Komunitas diabetes di jalan
Sepanjang jalan, mereka bertemu orang-orang di Komunitas Diabetes di hampir setiap kesempatan. Ada anak-anak dan orang dewasa dengan T1D yang keluar untuk berbagi cerita dan membawakan pasangan makanan dan barang-barang lainnya, dan orang tua-D dan orang lain yang mungkin tidak akan pernah mereka kenal sebelumnya. Banyak yang senang membandingkan pompa dan perangkat D lainnya.
Dalam satu perjalanan, mereka bahkan bertemu T1D lain yang merupakan bagian dari petualangan gunung pesta bujangan. Banyak juga yang mengikuti melalui liputan media sosial mereka yang dinamis, serta pembaruan online komunitas Beyond Type 1 tentang petualangan pasangan tersebut.

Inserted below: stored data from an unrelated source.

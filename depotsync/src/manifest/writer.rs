//! Binary manifest encoding.
//!
//! Produces the same framing [`super::binary`] reads: a 41-byte header
//! followed by a zlib-compressed body whose SHA-1 is stored in the header.

use std::io::Write;

use flate2::write::ZlibEncoder;
use flate2::Compression;
use sha1::{Digest, Sha1};

use super::binary::{HEADER_SIZE, MANIFEST_MAGIC, MAX_SUPPORTED_VERSION};
use super::error::{ManifestError, ManifestResult};
use super::guid::Guid;
use super::model::{ChunkCatalog, CustomFields, FileEntry, Manifest, ManifestMeta};

/// Lowest version written by the encoder.
pub const DEFAULT_SERIALIZATION_VERSION: u32 = 17;

#[derive(Default)]
struct ByteWriter {
    buf: Vec<u8>,
}

impl ByteWriter {
    fn u8(&mut self, v: u8) {
        self.buf.push(v);
    }

    fn u32(&mut self, v: u32) {
        self.buf.extend_from_slice(&v.to_le_bytes());
    }

    fn i64(&mut self, v: i64) {
        self.buf.extend_from_slice(&v.to_le_bytes());
    }

    fn u64(&mut self, v: u64) {
        self.buf.extend_from_slice(&v.to_le_bytes());
    }

    fn bytes(&mut self, v: &[u8]) {
        self.buf.extend_from_slice(v);
    }

    fn guid(&mut self, guid: Guid) {
        self.bytes(&guid.to_le_bytes());
    }

    fn len_u32(&mut self, len: usize) {
        self.u32(u32::try_from(len).unwrap_or(u32::MAX));
    }

    fn fstring(&mut self, s: &str) {
        if s.is_empty() {
            self.u32(0);
        } else if s.is_ascii() {
            self.len_u32(s.len() + 1);
            self.bytes(s.as_bytes());
            self.u8(0);
        } else {
            let units: Vec<u16> = s.encode_utf16().collect();
            let len = i32::try_from(units.len() + 1).unwrap_or(i32::MAX);
            self.bytes(&(-len).to_le_bytes());
            for unit in units {
                self.bytes(&unit.to_le_bytes());
            }
            self.bytes(&[0, 0]);
        }
    }

    fn strings(&mut self, list: &[String]) {
        self.len_u32(list.len());
        for s in list {
            self.fstring(s);
        }
    }

    /// Write a size-prefixed section, patching the size once `body` is done.
    fn section(&mut self, version: u8, body: impl FnOnce(&mut Self)) {
        let start = self.buf.len();
        self.u32(0);
        self.u8(version);
        body(self);
        let size = (self.buf.len() - start) as u32;
        self.buf[start..start + 4].copy_from_slice(&size.to_le_bytes());
    }

    /// Part records carry their own size prefix like sections, minus the version.
    fn part(&mut self, guid: Guid, offset: u32, size: u64) {
        let start = self.buf.len();
        self.u32(0);
        self.guid(guid);
        self.u32(offset);
        self.u32(u32::try_from(size).unwrap_or(u32::MAX));
        let len = (self.buf.len() - start) as u32;
        self.buf[start..start + 4].copy_from_slice(&len.to_le_bytes());
    }
}

/// Encode `manifest` as a compressed binary manifest.
///
/// The header version is `max(17, feature level)` capped at the newest
/// supported version; the written meta feature level matches it.
///
/// # Errors
///
/// Returns `Malformed` when a chunk part is too large for the 32-bit part
/// size of the binary layout.
pub fn encode_binary(manifest: &Manifest) -> ManifestResult<Vec<u8>> {
    if let Some(file) = manifest
        .files
        .iter()
        .find(|f| f.chunk_parts().iter().any(|p| p.size > u64::from(u32::MAX)))
    {
        return Err(ManifestError::malformed(format!(
            "{}: chunk part too large for a binary manifest",
            file.path()
        )));
    }

    let version = manifest
        .meta
        .feature_level
        .max(DEFAULT_SERIALIZATION_VERSION)
        .min(MAX_SUPPORTED_VERSION);

    let mut body = ByteWriter::default();
    write_meta(&mut body, &manifest.meta, version);
    write_chunks(&mut body, &manifest.chunks);
    write_files(&mut body, &manifest.files);
    write_custom_fields(&mut body, &manifest.custom_fields);
    let body = body.buf;

    let mut encoder = ZlibEncoder::new(Vec::new(), Compression::default());
    // Writing into a Vec cannot fail.
    let compressed = encoder
        .write_all(&body)
        .and_then(|_| encoder.finish())
        .unwrap_or_default();
    let sha = Sha1::digest(&body);

    let mut out = ByteWriter::default();
    out.u32(MANIFEST_MAGIC);
    out.len_u32(HEADER_SIZE);
    out.len_u32(body.len());
    out.len_u32(compressed.len());
    out.bytes(sha.as_slice());
    out.u8(0x1);
    out.u32(version);
    out.bytes(&compressed);
    Ok(out.buf)
}

fn write_meta(w: &mut ByteWriter, meta: &ManifestMeta, version: u32) {
    w.section(meta.data_version, |w| {
        w.u32(version);
        w.u8(u8::from(meta.is_file_data));
        w.u32(meta.app_id);
        w.fstring(&meta.app_name);
        w.fstring(&meta.build_version);
        w.fstring(&meta.launch_exe);
        w.fstring(&meta.launch_command);
        w.strings(&meta.prereq_ids);
        w.fstring(&meta.prereq_name);
        w.fstring(&meta.prereq_path);
        w.fstring(&meta.prereq_args);
        if meta.data_version >= 1 {
            w.fstring(&meta.build_id);
        }
        if meta.data_version >= 2 {
            w.fstring(&meta.uninstall_action_path);
            w.fstring(&meta.uninstall_action_args);
        }
    });
}

fn write_chunks(w: &mut ByteWriter, chunks: &ChunkCatalog) {
    w.section(0, |w| {
        w.len_u32(chunks.len());
        for chunk in chunks.iter() {
            w.guid(chunk.guid);
        }
        for chunk in chunks.iter() {
            w.u64(chunk.hash);
        }
        for chunk in chunks.iter() {
            w.bytes(&digest_bytes::<20>(chunk.sha_hash.as_deref()));
        }
        for chunk in chunks.iter() {
            w.u8(chunk.group_num);
        }
        for chunk in chunks.iter() {
            w.u32(chunk.window_size);
        }
        for chunk in chunks.iter() {
            w.i64(i64::try_from(chunk.download_size()).unwrap_or(i64::MAX));
        }
    });
}

fn write_files(w: &mut ByteWriter, files: &[FileEntry]) {
    let has_sha256 = files.iter().any(|f| f.hashes().sha256.is_some());
    let has_v1 = files
        .iter()
        .any(|f| f.hashes().md5.is_some() || f.mime_type().is_some());
    let version = if has_sha256 {
        2
    } else if has_v1 {
        1
    } else {
        0
    };

    w.section(version, |w| {
        w.len_u32(files.len());
        for file in files {
            w.fstring(file.path());
        }
        for file in files {
            w.fstring(file.symlink_target().unwrap_or_default());
        }
        for file in files {
            let sha = digest_bytes::<20>(file.hashes().sha1.as_deref());
            w.bytes(&sha);
        }
        for file in files {
            w.u8(file.flags().bits());
        }
        for file in files {
            w.strings(file.install_tags());
        }
        for file in files {
            w.len_u32(file.chunk_parts().len());
            for part in file.chunk_parts() {
                w.part(part.guid, part.offset, part.size);
            }
        }
        if version >= 1 {
            for file in files {
                match file.hashes().md5.as_deref().and_then(decode_digest::<16>) {
                    Some(md5) => {
                        w.u32(1);
                        w.bytes(&md5);
                    }
                    None => w.u32(0),
                }
            }
            for file in files {
                w.fstring(file.mime_type().unwrap_or_default());
            }
        }
        if version >= 2 {
            for file in files {
                w.bytes(&digest_bytes::<32>(file.hashes().sha256.as_deref()));
            }
        }
    });
}

fn write_custom_fields(w: &mut ByteWriter, fields: &CustomFields) {
    w.section(0, |w| {
        w.len_u32(fields.len());
        for (key, _) in fields.iter() {
            w.fstring(key);
        }
        for (_, value) in fields.iter() {
            w.fstring(value);
        }
    });
}

fn decode_digest<const N: usize>(hex_digest: &str) -> Option<[u8; N]> {
    let mut out = [0u8; N];
    hex::decode_to_slice(hex_digest, &mut out).ok()?;
    Some(out)
}

fn digest_bytes<const N: usize>(hex_digest: Option<&str>) -> [u8; N] {
    hex_digest
        .and_then(decode_digest::<N>)
        .unwrap_or([0u8; N])
}
//! depotsync - content-addressed game depot downloads
//!
//! This library decodes store manifests into one canonical model, selects
//! which depots and files a user needs, maps chunks to CDN URLs, tracks
//! resumable download progress, and verifies installs on disk.
//!
//! # Modules
//!
//! - [`manifest`]: binary and JSON manifest decoding
//! - [`select`]: build, language, bitness and DLC selection
//! - [`locator`] / [`size`] / [`plan`]: chunk URLs and download sizing
//! - [`progress`]: byte counters, speed, ETA, resume snapshots
//! - [`session`]: lifecycle and install markers
//! - [`verify`]: install integrity checks
//!
//! Transport is left to the caller: it receives a [`plan::DownloadPlan`]
//! and reports into a [`progress::DownloadTracker`].

pub mod cache;
pub mod config;
pub mod error;
pub mod locator;
pub mod logging;
pub mod manifest;
pub mod plan;
pub mod progress;
pub mod select;
pub mod session;
pub mod size;
pub mod verify;

pub use config::EngineConfig;
pub use error::{Error, Result};
pub use manifest::{decode, Manifest};
pub use plan::DownloadPlan;
pub use progress::{DownloadPhase, DownloadTracker};
pub use session::{DownloadOutcome, DownloadSession};
pub use verify::{verify, VerificationResult};
//! End-to-end tests for the `depotsync` binary.

use std::fs;
use std::path::Path;
use std::process::{Command, Output};

use tempfile::TempDir;

const MANIFEST: &str = r#"{
    "version": 2,
    "depot": {
        "items": [
            {"type": "DepotFile", "path": "bin/game.exe",
             "chunks": [{"compressedMd5": "aabbccdd00112233445566778899eeff", "size": 6, "compressedSize": 4}]},
            {"type": "DepotFile", "path": "__redist/vcredist.exe", "flags": ["support"],
             "chunks": [{"compressedMd5": "ddbbccdd00112233445566778899eeff", "size": 3, "compressedSize": 3}]}
        ]
    }
}"#;

fn depotsync(temp: &TempDir, args: &[&str]) -> Output {
    let config = temp.path().join("no-config.ini");
    Command::new(env!("CARGO_BIN_EXE_depotsync"))
        .arg("--config")
        .arg(&config)
        .args(args)
        .output()
        .unwrap()
}

fn write_manifest(dir: &Path) -> String {
    let path = dir.join("manifest.json");
    fs::write(&path, MANIFEST).unwrap();
    path.to_string_lossy().into_owned()
}

#[test]
fn test_inspect_prints_summary() {
    let temp = TempDir::new().unwrap();
    let manifest = write_manifest(temp.path());

    let output = depotsync(&temp, &["inspect", &manifest]);
    assert!(output.status.success());
    let stdout = String::from_utf8_lossy(&output.stdout);
    assert!(stdout.contains("Files:      2"));
}

#[test]
fn test_plan_skips_support_files() {
    let temp = TempDir::new().unwrap();
    let manifest = write_manifest(temp.path());

    let output = depotsync(
        &temp,
        &["plan", &manifest, "--base-url", "https://cdn", "--skip-support"],
    );
    assert!(output.status.success());
    let stdout = String::from_utf8_lossy(&output.stdout);
    assert!(stdout.contains("Chunks:     1"));
    assert!(stdout.contains("https://cdn/aa/bb/aabbccdd00112233445566778899eeff"));
}

#[test]
fn test_verify_damaged_install_exits_with_two() {
    let temp = TempDir::new().unwrap();
    let manifest = write_manifest(temp.path());
    let install = temp.path().join("install");
    fs::create_dir_all(install.join("bin")).unwrap();
    fs::write(install.join("bin/game.exe"), b"short").unwrap();

    let output = depotsync(&temp, &["verify", &manifest, install.to_str().unwrap()]);
    assert_eq!(output.status.code(), Some(2));
}

#[test]
fn test_verify_intact_install_succeeds() {
    let temp = TempDir::new().unwrap();
    let manifest = write_manifest(temp.path());
    let install = temp.path().join("install");
    fs::create_dir_all(install.join("bin")).unwrap();
    fs::create_dir_all(install.join("__redist")).unwrap();
    fs::write(install.join("bin/game.exe"), b"sixbyt").unwrap();
    fs::write(install.join("__redist/vcredist.exe"), b"abc").unwrap();

    let output = depotsync(&temp, &["verify", &manifest, install.to_str().unwrap()]);
    assert!(output.status.success());
}

#[test]
fn test_missing_manifest_exits_with_one() {
    let temp = TempDir::new().unwrap();
    let missing = temp.path().join("absent.json");

    let output = depotsync(&temp, &["inspect", missing.to_str().unwrap()]);
    assert_eq!(output.status.code(), Some(1));
}

#[test]
fn test_snapshot_clear_then_show() {
    let temp = TempDir::new().unwrap();
    let install = temp.path().join("install");
    fs::create_dir_all(install.join(".DownloadInfo")).unwrap();
    fs::write(
        install.join(".DownloadInfo/depot_bytes.json"),
        r#"{"bytesDownloaded":4096,"completedDepotIds":[1]}"#,
    )
    .unwrap();
    let dir = install.to_str().unwrap();

    let shown = depotsync(&temp, &["snapshot", "show", dir]);
    assert!(shown.status.success());
    assert!(String::from_utf8_lossy(&shown.stdout).contains("4.00 KB"));

    let cleared = depotsync(&temp, &["snapshot", "clear", dir]);
    assert!(cleared.status.success());
    assert!(!install.join(".DownloadInfo/depot_bytes.json").exists());
}

#[test]
fn test_select_uses_configured_language_and_platform() {
    let temp = TempDir::new().unwrap();
    fs::write(
        temp.path().join("no-config.ini"),
        "[download]\nlanguage = de-DE\nbitness = 64\nplatform = osx\n",
    )
    .unwrap();
    let product = temp.path().join("product.json");
    fs::write(
        &product,
        r#"{
            "baseProductId": "1000",
            "installDirectory": "Game",
            "depots": [
                {"productId": "1000", "languages": ["Neutral"], "manifest": "common", "size": 10},
                {"productId": "1000", "languages": ["de-DE"], "manifest": "de64", "size": 5, "osBitness": ["64"]},
                {"productId": "1000", "languages": ["de-DE"], "manifest": "de32", "size": 5, "osBitness": ["32"]},
                {"productId": "1000", "languages": ["en-US"], "manifest": "en", "size": 5}
            ],
            "products": [{"productId": "1000", "name": "Game"}]
        }"#,
    )
    .unwrap();
    let builds = temp.path().join("builds.json");
    fs::write(
        &builds,
        r#"{"items": [
            {"build_id": "11", "os": "windows", "generation": 2},
            {"build_id": "12", "os": "osx", "generation": 2}
        ]}"#,
    )
    .unwrap();

    let output = depotsync(
        &temp,
        &[
            "select",
            &product.to_string_lossy(),
            "--builds",
            &builds.to_string_lossy(),
        ],
    );
    assert!(output.status.success());
    let stdout = String::from_utf8_lossy(&output.stdout);
    assert!(stdout.contains("Build 12"));
    assert!(stdout.contains("2 of 4 depot(s) for de-DE"));
    assert!(stdout.contains("de64"));
    assert!(!stdout.contains("de32"));
}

“Orang-orang dari seluruh dunia menghubungi kami untuk mengungkapkan dukungan mereka,” kata Patrick. “Itu adalah sesuatu yang sangat unik bagi komunitas-D, rasa empati dan komunitas yang luar biasa itu benar-benar terjadi karena kita semua menghadapi hidup dengan tantangan ini. Saya masih kesulitan mengungkapkan energi dan rasa kepuasan yang diberikan dari pelaksanaan proyek seperti ini, tetapi juga melakukannya dengan komunitas yang lebih besar secara keseluruhan yang terlibat. ”
Jadi apa selanjutnya?
Keduanya memiliki rencana untuk tahun 2020, kata mereka. Tapi mereka belum cukup siap untuk membocorkan apa yang sebenarnya ada di cakrawala. Kami berharap dapat mendengar lebih banyak dari mereka segera melalui media sosial.
Terlepas dari apakah Anda bercita-cita mendaki gunung sendiri atau tidak, petualangan mendaki gunung yang ambisius ini harus bermakna bagi semua orang dengan T1D. Jangan lupa, ada saat (dan masih, bagi banyak orang) ketika orang takut atau tidak yakin tentang apa yang akan ditimbulkan dalam hidup mereka ketika diagnosis diabetes muncul. Tindakan seperti ini menunjukkan bahwa sebenarnya tidak ada batasan - bahkan petualangan paling monumental pun dapat dicapai dengan diabetes di atas kapal.